To get an accurate picture of what’s really going on, we need to look at the best possible SPECpower scores for AMD and Intel to determine who the actual winner is. The table below compares the official SPECpower_ssj2008 energy efficiency benchmarks of the top dual-processor servers from Intel and AMD.
| System (SPECpower_ssj2008) | Vendor | DIMMs | Peak SSJ | Peak watt | Score |
| Intel L5430 2.66_GHz | PowerLeader | 2 | 285,970 | 161 | 1,135 |
| Intel L5420 2.5_GHz | SuperMicro | 2 | 279,209 | 174 | 990 |
| Intel L5420 2.5_GHz | HP | 2 | 282,281 | 189 | 930 |
| Intel L5430 2.66_GHz | Fujitsu Siemens | 4 | 293,162 | 220 | 827 |
| AMD 2384 2.7_GHz | AMD | 4 | 338,577 | 264 | 860 |
| AMD 2384 2.7_GHz | AMD | 4 | 335,116 | 264 | 827 |
Because the SPECpower rules don’t really specify the minimal number of memory DIMMs that a server should have, AMD should have submitted servers with 2 DIMMs like everyone else to get the best scores. Instead, AMD submitted servers with 4 memory DIMMs instead of 2 which gives them a 3.58 idle watts to 8.42 peaks watt handicap. However, AMD neutralized that handicap using the newest Western Digital GreenPower 3.5″ hard drive which saves 4 idle watts to 6 active watts compared to the hard drives used by the other systems.
But for the sake of comparison, I estimated the scores of the 3 Intel systems that used only 2 DIMMs and added 3.58 watts in idle and gradually increased up to 8.42 watts at peak Server Side Java (SSJ) loads to simulate power consumption for a 4-DIMM server. But when these servers get upgraded to 4 DIMMs, they have higher memory performance which translates to higher overall performance.
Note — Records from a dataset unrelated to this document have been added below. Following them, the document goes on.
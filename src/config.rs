use std::str::FromStr;
use std::time::Duration;

use anyhow::{bail, Context, Result};

use crate::domain::order::DEFAULT_MAX_BATCH_SIZE;
use crate::utils::RetryConfig;

pub const ENV_DATABASE_URL: &str = "ORDER_ENGINE_DATABASE_URL";
pub const ENV_METRICS_PORT: &str = "ORDER_ENGINE_METRICS_PORT";
pub const ENV_MAX_BATCH_SIZE: &str = "ORDER_ENGINE_MAX_BATCH_SIZE";
pub const ENV_TRACK_AGGREGATES: &str = "ORDER_ENGINE_TRACK_AGGREGATES";
pub const ENV_RETRY_MAX_ATTEMPTS: &str = "ORDER_ENGINE_RETRY_MAX_ATTEMPTS";
pub const ENV_RETRY_INITIAL_DELAY_MS: &str = "ORDER_ENGINE_RETRY_INITIAL_DELAY_MS";

/// Runtime settings for the engine and its binary.
#[derive(Debug, Clone, PartialEq)]
pub struct EngineConfig {
    /// Postgres URL; `None` selects the in-memory store.
    pub database_url: Option<String>,
    pub metrics_port: u16,
    pub max_batch_size: usize,
    pub track_aggregates: bool,
    pub retry: RetryConfig,
}

impl Default for EngineConfig {
    fn default() -> Self {
        Self {
            database_url: None,
            metrics_port: 9090,
            max_batch_size: DEFAULT_MAX_BATCH_SIZE,
            track_aggregates: true,
            retry: RetryConfig::default(),
        }
    }
}

impl EngineConfig {
    pub fn from_env() -> Result<Self> {
        Self::from_lookup(|name| std::env::var(name).ok())
    }

    /// Build from any name → value source. Unset or blank values fall back to
    /// defaults; malformed values are errors.
    pub fn from_lookup<F>(lookup: F) -> Result<Self>
    where
        F: Fn(&str) -> Option<String>,
    {
        let get = |name: &str| lookup(name).map(|v| v.trim().to_string()).filter(|v| !v.is_empty());
        let defaults = Self::default();

        let max_batch_size = parse_or(get(ENV_MAX_BATCH_SIZE), ENV_MAX_BATCH_SIZE, defaults.max_batch_size)?;
        if max_batch_size == 0 {
            bail!("{ENV_MAX_BATCH_SIZE} must be at least 1");
        }

        let max_attempts = parse_or(
            get(ENV_RETRY_MAX_ATTEMPTS),
            ENV_RETRY_MAX_ATTEMPTS,
            defaults.retry.max_attempts,
        )?;
        if max_attempts == 0 {
            bail!("{ENV_RETRY_MAX_ATTEMPTS} must be at least 1");
        }

        let initial_delay_ms = parse_or(
            get(ENV_RETRY_INITIAL_DELAY_MS),
            ENV_RETRY_INITIAL_DELAY_MS,
            defaults.retry.initial_delay.as_millis() as u64,
        )?;

        let track_aggregates = match get(ENV_TRACK_AGGREGATES) {
            None => defaults.track_aggregates,
            Some(raw) => parse_flag(&raw)
                .with_context(|| format!("invalid value for {ENV_TRACK_AGGREGATES}"))?,
        };

        Ok(Self {
            database_url: get(ENV_DATABASE_URL),
            metrics_port: parse_or(get(ENV_METRICS_PORT), ENV_METRICS_PORT, defaults.metrics_port)?,
            max_batch_size,
            track_aggregates,
            retry: RetryConfig {
                max_attempts,
                initial_delay: Duration::from_millis(initial_delay_ms),
                ..defaults.retry
            },
        })
    }
}

fn parse_or<T>(raw: Option<String>, name: &str, default: T) -> Result<T>
where
    T: FromStr,
    T::Err: std::error::Error + Send + Sync + 'static,
{
    match raw {
        None => Ok(default),
        Some(raw) => raw
            .parse()
            .with_context(|| format!("invalid value for {name}: {raw:?}")),
    }
}

fn parse_flag(raw: &str) -> Result<bool> {
    match raw.to_ascii_lowercase().as_str() {
        "1" | "true" | "yes" | "on" => Ok(true),
        "0" | "false" | "no" | "off" => Ok(false),
        other => bail!("expected a boolean, got {other:?}"),
    }
}
//! Run observation.
//!
//! The runner reports through an explicit [`RunObserver`] handle instead of
//! process-wide logger state. [`TracingObserver`] bridges to `tracing` for
//! the CLI; tests use [`RecordingObserver`].

pub mod implementations;
pub mod traits;

pub use implementations::{ProgressBarObserver, RecordingObserver, SilentObserver, TracingObserver};
pub use traits::{EventLevel, RunEvent, RunObserver};
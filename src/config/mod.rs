//! Runner configuration.
//!
//! Values come from three layers, later layers winning:
//!
//! 1. built-in defaults,
//! 2. a TOML file (`--config <FILE>` or `./batchmap.toml`),
//! 3. command line flags.
//!
//! ```toml
//! batch_size = 500
//! jobs = 8
//! parallel = true
//! compression_level = 6
//! ```

mod loader;

pub use loader::{load_config, parse_config, DEFAULT_CONFIG_FILE};

use crate::errors::{Result, RunError};
use serde::{Deserialize, Serialize};

/// Default number of identifiers per batch
pub const DEFAULT_BATCH_SIZE: usize = 1000;

/// Default gzip level (flate2's `Compression::default()`)
pub const DEFAULT_COMPRESSION_LEVEL: u32 = 6;

fn default_batch_size() -> usize {
    DEFAULT_BATCH_SIZE
}

fn default_parallel() -> bool {
    true
}

fn default_compression_level() -> u32 {
    DEFAULT_COMPRESSION_LEVEL
}

/// Configuration shared by the runner and the executor.
#[derive(Debug, Clone, Serialize, Deserialize, PartialEq, Eq)]
#[serde(deny_unknown_fields)]
pub struct RunnerConfig {
    /// Identifiers per batch (default: 1000)
    #[serde(default = "default_batch_size")]
    pub batch_size: usize,

    /// Worker threads for the parallel executor (0 = one per core)
    #[serde(default)]
    pub jobs: usize,

    /// Map batches on a rayon pool; when false the batch is mapped in-thread
    #[serde(default = "default_parallel")]
    pub parallel: bool,

    /// gzip level, 0 (store) to 9 (best)
    #[serde(default = "default_compression_level")]
    pub compression_level: u32,
}

impl Default for RunnerConfig {
    fn default() -> Self {
        Self {
            batch_size: default_batch_size(),
            jobs: 0,
            parallel: default_parallel(),
            compression_level: default_compression_level(),
        }
    }
}

impl RunnerConfig {
    pub fn new() -> Self {
        Self::default()
    }

    pub fn with_batch_size(mut self, batch_size: usize) -> Self {
        self.batch_size = batch_size;
        self
    }

    pub fn with_jobs(mut self, jobs: usize) -> Self {
        self.jobs = jobs;
        self
    }

    pub fn with_compression_level(mut self, level: u32) -> Self {
        self.compression_level = level;
        self
    }

    /// Config that maps every batch on the calling thread.
    pub fn sequential() -> Self {
        Self {
            parallel: false,
            ..Default::default()
        }
    }

    /// Effective worker count, resolving `jobs = 0` to the core count.
    pub fn effective_jobs(&self) -> usize {
        if self.jobs == 0 {
            std::thread::available_parallelism()
                .map(|n| n.get())
                .unwrap_or(4)
        } else {
            self.jobs
        }
    }

    /// Reject values the runner cannot work with.
    pub fn validate(&self) -> Result<()> {
        if self.batch_size == 0 {
            return Err(RunError::config("batch_size must be greater than zero"));
        }
        if self.compression_level > 9 {
            return Err(RunError::config(format!(
                "compression_level must be between 0 and 9, got {}",
                self.compression_level
            )));
        }
        Ok(())
    }
}
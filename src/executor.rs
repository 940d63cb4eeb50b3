//! Parallel-apply capability.
//!
//! The runner never spawns threads itself. It hands each batch to a
//! [`ParallelApply`] implementation, which applies a function to every
//! identifier and blocks until the whole batch is done. Results always come
//! back in input order.
//!
//! - [`RayonApply`]: dedicated rayon thread pool
//! - [`SequentialApply`]: calling thread only
//! - [`Executor`]: either of the above, chosen from [`RunnerConfig`]

use crate::config::RunnerConfig;
use crate::errors::Result;
use rayon::prelude::*;
use std::fmt;

/// A failed application, paired with the batch-relative position of the
/// identifier it failed on.
#[derive(Debug)]
pub struct MapFailure {
    pub position: usize,
    pub source: anyhow::Error,
}

impl fmt::Display for MapFailure {
    fn fmt(&self, f: &mut fmt::Formatter<'_>) -> fmt::Result {
        write!(f, "item {} failed: {:#}", self.position, self.source)
    }
}

/// Apply a function to every identifier of a batch.
///
/// Implementations must call `f` exactly once per identifier unless a
/// failure stops the batch early, and return the results in batch order.
pub trait ParallelApply: Send + Sync {
    fn apply<I, T, F>(&self, batch: &[I], f: F) -> std::result::Result<Vec<T>, MapFailure>
    where
        I: Sync,
        T: Send,
        F: Fn(&I) -> anyhow::Result<T> + Sync + Send;
}

/// Maps a batch on the calling thread, stopping at the first failure.
#[derive(Debug, Clone, Copy, Default)]
pub struct SequentialApply;

impl ParallelApply for SequentialApply {
    fn apply<I, T, F>(&self, batch: &[I], f: F) -> std::result::Result<Vec<T>, MapFailure>
    where
        I: Sync,
        T: Send,
        F: Fn(&I) -> anyhow::Result<T> + Sync + Send,
    {
        batch
            .iter()
            .enumerate()
            .map(|(position, item)| f(item).map_err(|source| MapFailure { position, source }))
            .collect()
    }
}

/// Maps a batch across a dedicated rayon thread pool.
pub struct RayonApply {
    pool: rayon::ThreadPool,
}

impl RayonApply {
    /// Build a pool with `threads` workers (0 lets rayon pick one per core).
    pub fn new(threads: usize) -> Result<Self> {
        let mut builder =
            rayon::ThreadPoolBuilder::new().thread_name(|i| format!("batchmap-worker-{i}"));
        if threads > 0 {
            builder = builder.num_threads(threads);
        }
        Ok(Self {
            pool: builder.build()?,
        })
    }

    pub fn threads(&self) -> usize {
        self.pool.current_num_threads()
    }
}

impl fmt::Debug for RayonApply {
    fn fmt(&self, f: &mut fmt::Formatter<'_>) -> fmt::Result {
        f.debug_struct("RayonApply")
            .field("threads", &self.threads())
            .finish()
    }
}

impl ParallelApply for RayonApply {
    fn apply<I, T, F>(&self, batch: &[I], f: F) -> std::result::Result<Vec<T>, MapFailure>
    where
        I: Sync,
        T: Send,
        F: Fn(&I) -> anyhow::Result<T> + Sync + Send,
    {
        // Indexed collect keeps input order; on failure rayon stops handing
        // out new items and returns one of the errors.
        self.pool.install(|| {
            batch
                .par_iter()
                .enumerate()
                .map(|(position, item)| f(item).map_err(|source| MapFailure { position, source }))
                .collect()
        })
    }
}

/// Executor selected at runtime from configuration.
#[derive(Debug)]
pub enum Executor {
    Sequential(SequentialApply),
    Rayon(RayonApply),
}

impl Executor {
    pub fn from_config(config: &RunnerConfig) -> Result<Self> {
        if config.parallel {
            Ok(Self::Rayon(RayonApply::new(config.effective_jobs())?))
        } else {
            Ok(Self::Sequential(SequentialApply))
        }
    }

    /// Worker count the executor maps with.
    pub fn threads(&self) -> usize {
        match self {
            Self::Sequential(_) => 1,
            Self::Rayon(pool) => pool.threads(),
        }
    }
}

impl ParallelApply for Executor {
    fn apply<I, T, F>(&self, batch: &[I], f: F) -> std::result::Result<Vec<T>, MapFailure>
    where
        I: Sync,
        T: Send,
        F: Fn(&I) -> anyhow::Result<T> + Sync + Send,
    {
        match self {
            Self::Sequential(inner) => inner.apply(batch, f),
            Self::Rayon(inner) => inner.apply(batch, f),
        }
    }
}
//! Integration tests for the batch runner.
//!
//! These cover the end-to-end scenarios: batch partitioning, ordering,
//! failure mid-run, repeatability, and configuration errors raised before
//! any output is written.

mod common;

use batchmap::jobs::{digest_file, write_json_lines, FileDigest};
use batchmap::{
    BatchRunner, CompressedSink, EventLevel, FileResolver, IdentityResolver, RayonApply,
    RecordingObserver, RunError, RunEvent, RunObserver, RunnerConfig, SequentialApply,
};
use common::{create_input_files, read_gz};
use pretty_assertions::assert_eq;
use std::io::Write;
use std::sync::{Arc, Mutex};
use tempfile::TempDir;

fn write_numbers(results: Vec<u64>, sink: &mut CompressedSink) -> anyhow::Result<()> {
    for n in results {
        writeln!(sink, "{n}")?;
    }
    Ok(())
}

fn recording_runner(batch_size: usize) -> BatchRunner<RayonApply, RecordingObserver> {
    BatchRunner::new(
        RunnerConfig::new().with_batch_size(batch_size),
        RayonApply::new(4).expect("pool"),
    )
    .expect("valid config")
    .with_observer(RecordingObserver::new())
}

// ============================================================================
// Partitioning
// ============================================================================

#[test]
fn test_2500_inputs_in_batches_of_1000() {
    let dir = TempDir::new().unwrap();
    let output = dir.path().join("out.gz");
    let runner = recording_runner(1000);
    let ids: Vec<u64> = (1..=2500).collect();
    let mut reduced_sizes = Vec::new();

    let summary = runner
        .run(
            &IdentityResolver::<u64>::new(),
            |n: u64| Ok(n),
            |results: Vec<u64>, sink: &mut CompressedSink| {
                reduced_sizes.push(results.len());
                write_numbers(results, sink)
            },
            &output,
            &ids,
        )
        .expect("run should succeed");

    assert_eq!(reduced_sizes, vec![1000, 1000, 500]);
    assert_eq!(summary.batches, 3);
    assert_eq!(summary.identifiers, 2500);

    let lines: Vec<u64> = read_gz(&output)
        .lines()
        .map(|l| l.parse().unwrap())
        .collect();
    assert_eq!(lines, ids);

    let sizes: Vec<usize> = runner
        .observer()
        .events()
        .into_iter()
        .filter_map(|(_, e)| match e {
            RunEvent::BatchStarted { size, .. } => Some(size),
            _ => None,
        })
        .collect();
    assert_eq!(sizes, vec![1000, 1000, 500]);
}

#[test]
fn test_exact_multiple_ends_with_full_batch() {
    let dir = TempDir::new().unwrap();
    let output = dir.path().join("out.gz");
    let runner = recording_runner(250);
    let ids: Vec<u64> = (0..1000).collect();
    let mut reduced_sizes = Vec::new();

    runner
        .run(
            &IdentityResolver::<u64>::new(),
            |n: u64| Ok(n),
            |results: Vec<u64>, sink: &mut CompressedSink| {
                reduced_sizes.push(results.len());
                write_numbers(results, sink)
            },
            &output,
            &ids,
        )
        .unwrap();

    assert_eq!(reduced_sizes, vec![250, 250, 250, 250]);
    assert_eq!(runner.observer().finished_batches(), vec![1, 2, 3, 4]);
}

#[test]
fn test_output_size_reported_at_debug_after_every_batch() {
    let dir = TempDir::new().unwrap();
    let output = dir.path().join("out.gz");
    let runner = recording_runner(10);
    let ids: Vec<u64> = (0..35).collect();

    let summary = runner
        .run(
            &IdentityResolver::<u64>::new(),
            |n: u64| Ok(n),
            write_numbers,
            &output,
            &ids,
        )
        .unwrap();

    let sizes: Vec<u64> = runner
        .observer()
        .at_level(EventLevel::Debug)
        .into_iter()
        .filter_map(|e| match e {
            RunEvent::OutputSize { bytes, .. } => Some(bytes),
            _ => None,
        })
        .collect();
    assert_eq!(sizes.len(), 4);
    assert!(sizes.windows(2).all(|w| w[0] < w[1]));
    assert!(summary.output_bytes >= *sizes.last().unwrap());
}

// ============================================================================
// Failures
// ============================================================================

#[test]
fn test_failure_in_second_batch_keeps_first_batch_output() {
    let dir = TempDir::new().unwrap();
    let output = dir.path().join("out.gz");
    let runner = recording_runner(1000);
    let ids: Vec<u64> = (1..=2500).collect();
    let mut reduce_calls = 0;

    let err = runner
        .run(
            &IdentityResolver::<u64>::new(),
            |n: u64| {
                if n == 1501 {
                    anyhow::bail!("record {n} is corrupt");
                }
                Ok(n)
            },
            |results: Vec<u64>, sink: &mut CompressedSink| {
                reduce_calls += 1;
                write_numbers(results, sink)
            },
            &output,
            &ids,
        )
        .unwrap_err();

    match &err {
        RunError::Map {
            batch,
            offset,
            identifier,
            source,
        } => {
            assert_eq!(*batch, 2);
            assert_eq!(*offset, 1500);
            assert_eq!(identifier, "1501");
            assert_eq!(source.to_string(), "record 1501 is corrupt");
        }
        other => panic!("unexpected error: {other}"),
    }
    assert_eq!(reduce_calls, 1);
    assert_eq!(runner.observer().started_batches(), vec![1, 2]);
    assert_eq!(runner.observer().finished_batches(), vec![1]);

    let expected: String = (1..=1000).map(|n| format!("{n}\n")).collect();
    assert_eq!(read_gz(&output), expected);
}

#[test]
fn test_unreadable_file_aborts_with_its_path() {
    let (dir, mut paths) = create_input_files(&[("a.txt", "a\n"), ("b.txt", "b\n")]);
    paths.insert(1, dir.path().join("missing.txt"));
    let output = dir.path().join("digest.jsonl.gz");

    let err = BatchRunner::new(RunnerConfig::new().with_batch_size(2), SequentialApply)
        .unwrap()
        .with_observer(RecordingObserver::new())
        .run(&FileResolver, digest_file, write_json_lines, &output, &paths)
        .unwrap_err();

    assert_eq!(err.batch(), Some(1));
    let message = err.to_string();
    assert!(message.contains("missing.txt"), "{message}");
}

#[test]
fn test_empty_input_is_a_config_error_and_creates_nothing() {
    let dir = TempDir::new().unwrap();
    let output = dir.path().join("out.gz");
    let ids: Vec<u64> = Vec::new();

    let err = recording_runner(10)
        .run(
            &IdentityResolver::<u64>::new(),
            |n: u64| Ok(n),
            write_numbers,
            &output,
            &ids,
        )
        .unwrap_err();

    assert!(err.is_config());
    assert!(!output.exists());
}

#[test]
fn test_unwritable_output_is_a_sink_error() {
    let dir = TempDir::new().unwrap();
    let output = dir.path().join("no-such-dir").join("out.gz");
    let ids: Vec<u64> = vec![1, 2, 3];

    let err = recording_runner(10)
        .run(
            &IdentityResolver::<u64>::new(),
            |n: u64| Ok(n),
            write_numbers,
            &output,
            &ids,
        )
        .unwrap_err();

    assert!(matches!(err, RunError::Sink { .. }));
}

// ============================================================================
// Repeatability
// ============================================================================

#[test]
fn test_two_runs_produce_identical_output() {
    let files: Vec<(String, String)> = (0..40)
        .map(|i| (format!("dir{}/file{i:02}.txt", i % 3), "line\n".repeat(i)))
        .collect();
    let borrowed: Vec<(&str, &str)> = files
        .iter()
        .map(|(n, c)| (n.as_str(), c.as_str()))
        .collect();
    let (dir, paths) = create_input_files(&borrowed);

    let runner = BatchRunner::new(
        RunnerConfig::new().with_batch_size(7),
        RayonApply::new(3).unwrap(),
    )
    .unwrap()
    .with_observer(RecordingObserver::new());

    let first = dir.path().join("first.jsonl.gz");
    let second = dir.path().join("second.jsonl.gz");
    runner
        .run(&FileResolver, digest_file, write_json_lines, &first, &paths)
        .unwrap();
    runner
        .run(&FileResolver, digest_file, write_json_lines, &second, &paths)
        .unwrap();

    let first_text = read_gz(&first);
    assert_eq!(first_text, read_gz(&second));

    let digests: Vec<FileDigest> = first_text
        .lines()
        .map(|l| serde_json::from_str(l).unwrap())
        .collect();
    assert_eq!(digests.len(), 40);
    for (digest, path) in digests.iter().zip(&paths) {
        assert_eq!(digest.path, path.to_string_lossy());
    }
    assert_eq!(digests[5].lines, 5);
    assert_eq!(digests[5].bytes, 25);
}

// ============================================================================
// Batch barrier
// ============================================================================

#[derive(Debug, Clone, Copy, PartialEq, Eq)]
enum Step {
    Map(usize),
    Reduce(usize),
    Flush(usize),
}

/// Logs every flushed batch into a shared step log.
struct FlushLog(Arc<Mutex<Vec<Step>>>);

impl RunObserver for FlushLog {
    fn info(&self, _event: &RunEvent) {}

    fn debug(&self, event: &RunEvent) {
        if let RunEvent::OutputSize { index, .. } = event {
            self.0.lock().unwrap().push(Step::Flush(*index));
        }
    }
}

#[test]
fn test_next_batch_waits_for_reduce_and_flush() {
    const BATCH: u64 = 50;
    let dir = TempDir::new().unwrap();
    let output = dir.path().join("out.gz");
    let ids: Vec<u64> = (0..4 * BATCH).collect();
    let log = Arc::new(Mutex::new(Vec::new()));

    let runner = BatchRunner::new(
        RunnerConfig::new().with_batch_size(BATCH as usize),
        RayonApply::new(4).unwrap(),
    )
    .unwrap()
    .with_observer(FlushLog(Arc::clone(&log)));

    runner
        .run(
            &IdentityResolver::<u64>::new(),
            |n: u64| {
                log.lock().unwrap().push(Step::Map((n / BATCH) as usize + 1));
                Ok(n)
            },
            |results: Vec<u64>, sink: &mut CompressedSink| {
                let batch = (results[0] / BATCH) as usize + 1;
                log.lock().unwrap().push(Step::Reduce(batch));
                write_numbers(results, sink)
            },
            &output,
            &ids,
        )
        .unwrap();

    let steps = log.lock().unwrap().clone();
    let position = |step: Step| steps.iter().position(|s| *s == step).unwrap();
    let map_positions = |batch: usize| {
        steps
            .iter()
            .enumerate()
            .filter(|(_, s)| **s == Step::Map(batch))
            .map(|(i, _)| i)
            .collect::<Vec<_>>()
    };

    for batch in 1..=4 {
        let maps = map_positions(batch);
        assert_eq!(maps.len(), BATCH as usize);
        let reduce = position(Step::Reduce(batch));
        let flush = position(Step::Flush(batch));

        assert!(maps.iter().all(|&m| m < reduce), "batch {batch} reduced early");
        assert!(reduce < flush, "batch {batch} flushed before reduce");
        if batch < 4 {
            let next_maps = map_positions(batch + 1);
            assert!(
                next_maps.iter().all(|&m| m > flush),
                "batch {} mapped before batch {batch} was flushed",
                batch + 1
            );
        }
    }
    assert_eq!(steps.len(), 4 * BATCH as usize + 8);
}
//! Observer trait and the events a run emits.
//!
//! The runner has no ambient logging. Every line of progress goes through a
//! [`RunObserver`] handed to it, on one of two channels:
//!
//! - **info**: run start/end, batch start, batch elapsed time
//! - **debug**: cumulative output size after each batch
//!
//! # Example
//!
//! ```rust
//! use batchmap::observer::{RunEvent, RunObserver};
//!
//! struct PrintObserver;
//!
//! impl RunObserver for PrintObserver {
//!     fn info(&self, event: &RunEvent) {
//!         println!("{event}");
//!     }
//!
//!     fn debug(&self, _event: &RunEvent) {}
//! }
//! ```

use crate::sink::gibibytes;
use std::fmt;
use std::path::PathBuf;
use std::time::Duration;

/// Severity channel an event was reported on.
#[derive(Debug, Clone, Copy, PartialEq, Eq)]
pub enum EventLevel {
    Info,
    Debug,
}

/// Something that happened during a run.
#[derive(Debug, Clone, PartialEq)]
pub enum RunEvent {
    RunStarted {
        identifiers: usize,
        batches: usize,
        batch_size: usize,
        output: PathBuf,
    },
    BatchStarted {
        index: usize,
        total: usize,
        size: usize,
    },
    BatchFinished {
        index: usize,
        total: usize,
        /// Inputs in the batch
        size: usize,
        elapsed: Duration,
    },
    /// On-disk size of the output after a batch was flushed
    OutputSize { index: usize, bytes: u64 },
    RunFinished {
        batches: usize,
        identifiers: usize,
        output_bytes: u64,
        elapsed: Duration,
    },
}

impl fmt::Display for RunEvent {
    fn fmt(&self, f: &mut fmt::Formatter<'_>) -> fmt::Result {
        match self {
            Self::RunStarted {
                identifiers,
                batches,
                batch_size,
                output,
            } => write!(
                f,
                "Processing {identifiers} inputs in {batches} batches of up to {batch_size} into {}",
                output.display()
            ),
            Self::BatchStarted { index, total, size } => {
                write!(f, "Batch {index}/{total}: mapping {size} inputs")
            }
            Self::BatchFinished {
                index,
                total,
                size,
                elapsed,
            } => write!(
                f,
                "Batch {index}/{total} of {size} inputs done in {:.2}s",
                elapsed.as_secs_f64()
            ),
            Self::OutputSize { index, bytes } => write!(
                f,
                "Output size after batch {index}: {:.4} GiB",
                gibibytes(*bytes)
            ),
            Self::RunFinished {
                batches,
                identifiers,
                output_bytes,
                elapsed,
            } => write!(
                f,
                "Finished {identifiers} inputs in {batches} batches ({output_bytes} bytes) in {:.2}s",
                elapsed.as_secs_f64()
            ),
        }
    }
}

/// Receives run events.
///
/// Called only from the thread driving the run, but implementations must be
/// `Send + Sync` so one observer can be shared across runs.
pub trait RunObserver: Send + Sync {
    fn info(&self, event: &RunEvent);

    fn debug(&self, event: &RunEvent);
}

impl<O: RunObserver + ?Sized> RunObserver for std::sync::Arc<O> {
    fn info(&self, event: &RunEvent) {
        (**self).info(event)
    }

    fn debug(&self, event: &RunEvent) {
        (**self).debug(event)
    }
}

impl<O: RunObserver + ?Sized> RunObserver for &O {
    fn info(&self, event: &RunEvent) {
        (**self).info(event)
    }

    fn debug(&self, event: &RunEvent) {
        (**self).debug(event)
    }
}
// Test utility module for batchmap integration tests
#![allow(dead_code)]

use flate2::read::GzDecoder;
use std::fs::{self, File};
use std::io::Read;
use std::path::{Path, PathBuf};
use tempfile::TempDir;

/// Create a temp directory holding `files`, returning their paths in order.
pub fn create_input_files(files: &[(&str, &str)]) -> (TempDir, Vec<PathBuf>) {
    let temp_dir = TempDir::new().expect("Failed to create temp directory");
    let mut paths = Vec::with_capacity(files.len());

    for (name, content) in files {
        let file_path = temp_dir.path().join(name);
        if let Some(parent) = file_path.parent() {
            fs::create_dir_all(parent).expect("Failed to create parent directory");
        }
        fs::write(&file_path, content).expect("Failed to write test file");
        paths.push(file_path);
    }

    (temp_dir, paths)
}

/// Decompress a gzip file into a string.
pub fn read_gz(path: &Path) -> String {
    let mut out = String::new();
    GzDecoder::new(File::open(path).expect("Failed to open output"))
        .read_to_string(&mut out)
        .expect("Output should be valid gzip");
    out
}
Based on the peak SSJ scores in the table above, I estimated a 2.5% boost in peak SSJ performance which slightly counteracts the negative effects of the higher power consumption in terms of performance per unit energy. Based on this estimate (which should NOT be taken as official SPECpower_ssj2008 scores), I calculated that the top three systems in the table above would have achieved a score of 1006, 889, and 836 which is still higher than the AMD servers. But if those top three Intel servers had used the same energy efficient hard drives used in the AMD servers, the score reverts back to something similar to the unadjusted numbers.
UPDATE 11/13/2008 – The AMD results were actually not Barcelona, but AMD Shanghai results. I had thought they were Barcelona but I didn’t realize that I was looking at yet-to-be-launched Shanghai performance numbers.
In conclusion, AMD has made huge strides to nearly close the SPECpower gap, but they’re behaving inappropriately by comparing their products to suboptimal benchmarks that they themselves submitted. That’s unfortunate because this new controversy has overshadowed the huge progress made by AMD. Had AMD launched these mid 2 GHz Barcelona processors on time a year earlier, they would have been extremely competitive all through 2008 but it was not to be and they suffered for it.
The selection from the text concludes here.